When I got sick in middle school or high school, I loved missing classes. Sleeping in my cozy bed all day while Mom brought soup and ginger ale was the height of luxury, and it never had any real consequences. I had to make up maybe a page of math homework and read for a history class that I was already acing.
Piece of cake.
But that tune changed in college.
I had to miss about six weeks of classes last semester due to a serious illness. It was neither ideal nor fun, but I made it out alive and still kept my grades afloat. Listen up kiddos: Missing college classes is not the fun vacation it was in high school. My slice of cake has now turned into an entire multilayer cake of five or six classes, each with their own pages of homework and reading due by the time I return.
Turn that few days into a few weeks? That cake becomes a buffet of work.
My spring semester of 2015 started out like any other semester. Sylly week slid into my DM’s and classes had their usual anxiety-ridden requirements. Things were going swimmingly.
But just after spring break, I began to feel sick. It wasn’t your average cold or stomach bug, either. I had developed folliculitis and cellulitis in my bikini area due to an unfortunate shaving incident. The pain was so unbearable I couldn’t walk without looking like a cowboy that had just gotten off a long horse ride.
I went to the OB-GYN to see if they could help me because I had no idea what I was dealing with. The doctor said it was a staph infection and prescribed pills and promised some big things: “You’ll be better within a few days.”
Not even a few days had gone by before the horrendous pain took me back to the OB-GYN to ask for a reassessment. The other doctor took one look at it and with astonishment, said, “I’m sorry but there’s nothing I can do–you really should have gone to Mount Nittany [the hospital] right away.”
Just what every girl wants to hear after going to the gynecologist for the second time in her life. They diagnosed me at the hospital and I was bed ridden for two weeks. My family came up, and my boyfriend was by my side every night. I had visitors every once in a while, never telling them actually where the infection was because, well… it was very embarrassing.
I was on heavy painkillers and an assortment of medications before they found one that finally started to heal me. Thankfully the hospital had good gluten free pasta or else I would have had broccoli and chips every night.
It’s the little things that made a big difference.
After my hospital stay I trudged home with a PIC line in my arm and 7 pouches of IV medication that my mom had to hook me up to every night for an hour.
Yet another week of classes missed.
I emailed my teachers begging for mercy and more time on any and all assignments. My parents went to student affairs and told the woman there my story. She emailed all my professors, asking them to cooperate and work with me. Most of my professors were kind and understanding–except for one. My economics teacher at the time didn’t believe I would be able to pass the class and asked me to just drop it and try again. This was already my second time taking economics and I wasn’t about to take a third swing at it.

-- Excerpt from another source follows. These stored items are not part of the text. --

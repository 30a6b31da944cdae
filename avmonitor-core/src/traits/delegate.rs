use crate::models::error::MonitorError;
use crate::models::recording::RecordingResult;
use crate::models::state::PipelineState;

/// Event delegate for monitor notifications.
///
/// All methods are called from processing lanes, not the UI thread.
/// Implementations should marshal to the UI thread if needed.
pub trait MonitorDelegate: Send + Sync {
    /// Called when the capture pipeline state changes.
    fn on_state_changed(&self, state: &PipelineState);

    /// Called with a fresh spectrum frame (one magnitude per bar).
    fn on_spectrum_updated(&self, magnitudes: &[f32]);

    /// Called when an error is surfaced to the user-visible state.
    fn on_error(&self, error: &MonitorError);

    /// Called when a recording is finalized, before its playback starts.
    fn on_recording_finished(&self, result: &RecordingResult);

    /// Called once playback of a recording has completed and the
    /// pre-recording mute state has been restored.
    fn on_playback_finished(&self);
}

Instead, I put my brain into overdrive and started learning everything I missed–which was like trying to eat the whole multilayer cake all at once. I made notecards and Quizlets, went to tutoring and studied my a** off. I had very little social interaction when I was at home and in the hospital–which was a blessing in disguise. At the end of the semester, I passed all my classes.
I stuck it out and got to have my cake and eat it, too.
There was a happy ending to my tragic story. Even though I still have to live with the scars that my infection left behind, there’s no scar on my GPA.